Business, Freight News, Sea

Xeneta: Red Sea-related Rates Could Ease

[ February 8, 2024   //   ]

Ocean freight shipping rates are expected to increase further in February amid the ongoing Red Sea crisis, according to data from Xeneta, the ocean freight rate benchmarking platform.
However, there are signs that rates could begin to fall again following the Lunar New Year peak, the Oslo, Norway-based company said.
Xeneta’s projections are based on rates already received from customers for the first week in February. The company notes that, while the situation is volatile and subject to change, its data is the best indication of where the market is headed.
The biggest rate increase is expected in the Far East to U.S. East Coast, where Xeneta suggests a 17 percent increase to bring the average short-term rate to US$6,119 per 40-foot equivalent unit, effective Feb. 2, a 146 percent increase since the Red Sea crisis started in mid-December.
“Carriers are trying to readjust services to make up for the additional sailing time around the Cape of Good Hope.

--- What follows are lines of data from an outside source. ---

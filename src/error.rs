use std::io;
use std::process::ExitStatus;

use thiserror::Error;

/// Probe output that does not match the `ping -q` summary grammar.
#[derive(Error, Debug, Clone, PartialEq, Eq)]
#[error("unrecognised ping summary:\n{raw}")]
pub struct ParseError {
    pub raw: String,
}

#[derive(Error, Debug)]
pub enum ResolveError {
    #[error("failed to run resolver: {0}")]
    Spawn(#[source] io::Error),
    #[error("resolver exited with {status}: {stderr}")]
    Exit { status: ExitStatus, stderr: String },
}

#[derive(Error, Debug)]
pub enum ProbeError {
    #[error("failed to run ping: {0}")]
    Spawn(#[source] io::Error),
    #[error("ping exited with {status}: {stderr}")]
    Exit { status: ExitStatus, stderr: String },
    #[error("ping output could not be parsed: {stderr}")]
    Parse {
        stderr: String,
        #[source]
        source: ParseError,
    },
    #[error("not an IP address: {0}")]
    InvalidAddress(String),
    #[error("{0} echo requests exceed the icmp sequence space")]
    TooManyRequests(u32),
    #[error("could not open icmp socket: {0}")]
    Socket(#[source] io::Error),
    #[error("icmp error: {0}")]
    Icmp(#[from] surge_ping::SurgeError),
}

/// Which half of a measurement failed.
#[derive(Debug, Clone, Copy, PartialEq, Eq)]
pub enum Stage {
    Resolve,
    Probe,
}

#[derive(Error, Debug)]
pub enum MeasurementError {
    #[error("dig error: {0}")]
    Resolve(#[source] ResolveError),
    #[error("ping error ({address}): {source}")]
    Probe {
        address: String,
        #[source]
        source: ProbeError,
    },
}

impl MeasurementError {
    pub fn stage(&self) -> Stage {
        match self {
            MeasurementError::Resolve(_) => Stage::Resolve,
            MeasurementError::Probe { .. } => Stage::Probe,
        }
    }
}

#[derive(Error, Debug, Clone, PartialEq, Eq)]
pub enum SchedulerError {
    #[error("measurement batch was cancelled")]
    Cancelled,
    #[error("concurrency gate was closed")]
    GateClosed,
}

#[derive(Error, Debug, Clone, PartialEq, Eq)]
pub enum AggregateError {
    #[error("no table cell for {domain} / {provider}")]
    UnknownKey { domain: String, provider: String },
}

#[derive(Error, Debug)]
pub enum ConfigError {
    #[error("could not read config: {0}")]
    Io(#[from] io::Error),
    #[error("invalid config json: {0}")]
    Json(#[from] serde_json::Error),
    #[error("could not find config directory")]
    NoConfigDir,
    #[error("at least one provider is required")]
    NoProviders,
    #[error("provider {0} has no servers")]
    EmptyProvider(String),
    #[error("provider {0} is listed twice")]
    DuplicateProvider(String),
    #[error("domain {0} is listed twice")]
    DuplicateDomain(String),
    #[error("domain count must be between 1 and {available}, got {requested}")]
    DomainCount { requested: usize, available: usize },
    #[error("best_of must be at least 1")]
    ZeroCount,
    #[error("best_of must be at most {max}, got {requested}")]
    CountTooLarge { requested: u32, max: u32 },
    #[error("max_in_flight must be at least 1")]
    ZeroConcurrency,
}

#[derive(Error, Debug, Clone, PartialEq, Eq)]
pub enum RunError {
    #[error(transparent)]
    Scheduler(#[from] SchedulerError),
    #[error(transparent)]
    Aggregate(#[from] AggregateError),
}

For example, they are cutting journeys short, missing port calls and increasing sailing speed,” said Peter Sand, Xeneta chief analyst.
“However, despite this, the early data from Xeneta suggests rates will continue to rise as we head into February.”
Other market projections by Xeneta are:
• Far East to Mediterranean average short-term rates are to increase 11 percent to US$6,507 per FEU, and a 243 percent increase since the Red Sea crisis escalated in mid-December.
• Far East to North Europe short-term rates are to rise 8 percent to a market average of US$5,106 per FEU; and a 235 percent increase since mid-December.
“The Red Sea crisis is causing a capacity issue rather than a demand issue, as we saw during the pandemic,” Sand said. “It is the massive uncertainty in the market which has brought imbalance and instability.
owever, he said, according to Xeneta customers, “carriers are now no longer offering the most expensive premium services which guarantee freight will be shipped during periods of extreme pressure on available capacity.
“This may suggest there is a waning demand for this level of service because the urgency is fading from the shipper side, or perhaps it is because capacity is available after all, despite the chaos caused by carriers pausing transits through the Suez Canal.”
Xeneta’s ocean freight rate benchmarking platform calls upon more than 400 million contracted container and air freight rates, and covers more than 160,000 ocean trade routes and more than 58,000 airport-airport connections.